Habrá que apurarse para darnos cuenta de que el pan tiene que mejorar su calidad, el maestro tiene que actualizarse más para sus clases, la peluquera ingeniarse pelados a la moda para todas las edades y el pastelero ponerle color y gracia al merengue de la panetela borracha.
Nadie ha dicho que este sea un proceso sencillo para quienes lo estamos intentando. El constructor no disfruta tanto la casa como el que llega a vivirla cuando ya está lista.

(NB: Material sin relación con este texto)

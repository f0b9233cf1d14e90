//! CLI execution context.

use std::path::{Path, PathBuf};
use std::sync::Arc;

use anyhow::{Context as _, Result};
use marketplace_cart::CartProvider;
use marketplace_storage::FileStore;
use tracing::debug;

use crate::config::CliConfig;
use crate::output::Output;

/// Execution context for CLI commands.
pub struct Context {
    /// CLI configuration.
    pub config: CliConfig,
    /// Output handler.
    pub output: Output,
    /// Provider owning the cart store.
    pub provider: CartProvider,
}

impl Context {
    /// Load config, open storage and start the cart provider.
    pub async fn load(config_path: Option<&str>, output: Output) -> Result<Self> {
        let config = match config_path {
            Some(path) => CliConfig::load(Path::new(path))?,
            None => {
                let cwd = std::env::current_dir().context("Failed to get current directory")?;
                Self::find_config(&cwd)?.unwrap_or_default()
            }
        };

        let store = FileStore::open(&config.storage.data_dir)
            .await
            .with_context(|| {
                format!("Failed to open storage at {}", config.storage.data_dir.display())
            })?;
        debug!(data_dir = %store.root().display(), "opened cart storage");

        let provider = CartProvider::from_config(config.cart.clone(), Arc::new(store));
        provider.ready().await;

        Ok(Self {
            config,
            output,
            provider,
        })
    }

    /// Find config file in the directory tree.
    fn find_config(start: &Path) -> Result<Option<CliConfig>> {
        let config_names = ["cart.toml", ".cart.toml"];

        let mut current = PathBuf::from(start);
        loop {
            for name in &config_names {
                let config_path = current.join(name);
                if config_path.exists() {
                    return CliConfig::load(&config_path).map(Some);
                }
            }

            if !current.pop() {
                return Ok(None);
            }
        }
    }

    /// Wait for background work and release the provider.
    pub async fn shutdown(self) {
        self.provider.shutdown().await;
    }
}
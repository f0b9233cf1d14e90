//! Shopping cart module.
//!
//! Contains the line item types and the pure list transitions.

mod item;
mod state;

pub use item::{CartItem, NewCartItem};
pub use state::{
    AddOutcome, CartState, DecrementOutcome, LoadRepairs, PendingRemoval, RemovalOutcome,
    MAX_QUANTITY_PER_ITEM,
};
//! Projects page listing the portfolio cards

use crate::app::App;
use crate::state::PROJECT_CARDS;
use ratatui::{
    layout::{Constraint, Direction, Layout, Rect},
    style::{Modifier, Style},
    text::{Line, Span},
    widgets::{Block, Borders, Paragraph, Wrap},
    Frame,
};

pub fn draw(frame: &mut Frame, area: Rect, app: &App) {
    let palette = app.theme.palette();

    let block = Block::default()
        .title(" Projects ")
        .borders(Borders::ALL)
        .border_style(Style::default().fg(palette.accent));
    frame.render_widget(block, area);

    let constraints: Vec<Constraint> = PROJECT_CARDS
        .iter()
        .map(|_| Constraint::Length(4))
        .chain(std::iter::once(Constraint::Min(0)))
        .collect();
    let chunks = Layout::default()
        .direction(Direction::Vertical)
        .constraints(constraints)
        .margin(1)
        .split(area);

    for (idx, card) in PROJECT_CARDS.iter().enumerate() {
        let lines = vec![
            Line::from(Span::styled(
                card.name,
                Style::default()
                    .fg(palette.accent)
                    .add_modifier(Modifier::BOLD),
            )),
            Line::from(card.summary),
            Line::from(Span::styled(
                card.stack,
                Style::default().fg(palette.muted),
            )),
        ];
        frame.render_widget(Paragraph::new(lines).wrap(Wrap { trim: false }), chunks[idx]);
    }
}
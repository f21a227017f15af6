//! Time-of-day greeting shown on the home page

use chrono::{Local, Timelike};

/// Greeting text plus its icon
#[derive(Debug, Clone, Copy, PartialEq, Eq)]
pub struct Greeting {
    pub text: &'static str,
    pub icon: &'static str,
}

/// Pick the greeting for a local hour (0-23)
pub fn for_hour(hour: u32) -> Greeting {
    if (5..12).contains(&hour) {
        Greeting {
            text: "Good morning from Dodoma! Welcome to Fadhiri Masudi's portfolio.",
            icon: "☀️",
        }
    } else if (12..18).contains(&hour) {
        Greeting {
            text: "Good afternoon from Dodoma! Hope you enjoy exploring Fadhiri Masudi's work.",
            icon: "😊",
        }
    } else if (18..22).contains(&hour) {
        Greeting {
            text: "Good evening from Dodoma! Thanks for stopping by Fadhiri Masudi's portfolio.",
            icon: "🌇",
        }
    } else {
        Greeting {
            text: "Working late or visiting from afar? Welcome to Fadhiri Masudi's portfolio, here in Dodoma!",
            icon: "🌙",
        }
    }
}

/// Greeting for the current local time
pub fn now() -> Greeting {
    for_hour(Local::now().hour())
}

A nuestros hijos y nietos le estamos armando un país más justo y aunque el camino está claro, los pasos los tenemos que ir articulando en la marcha cotidiana.
Quienes creemos en el carácter revolucionario de esta práctica podemos decir que nos vamos a seguir equivocando, fe que no produce miedo al error sino a la inmovilidad, a renunciar a la mejoría por la intimidación del fiasco.
Podemos rectificar, repetir, volver a comenzar, pero consagración y compromiso de nuestra parte son precisos en esta nueva práctica colectiva. Alzar voces críticas y constructivas es necesidad y llamado, al tiempo que es deber retomar la conciencia del lugar que ocupamos en esta nueva batalla.
En lo personal, algunas décadas -y una mudanza- me enseñaron que el socialismo es un horizonte travieso, que se aleja un poco más con cada movimiento. Se satisface una necesidad colectiva y aparece otra que la genera y supera. Ya lo mencionaba Eduardo Galeano en su Libro de los abrazos: “La utopía sirve para caminar”. En ese intento estamos todos, ahora, otra vez, con los brazos en alto para tocarla con la punta de los dedos.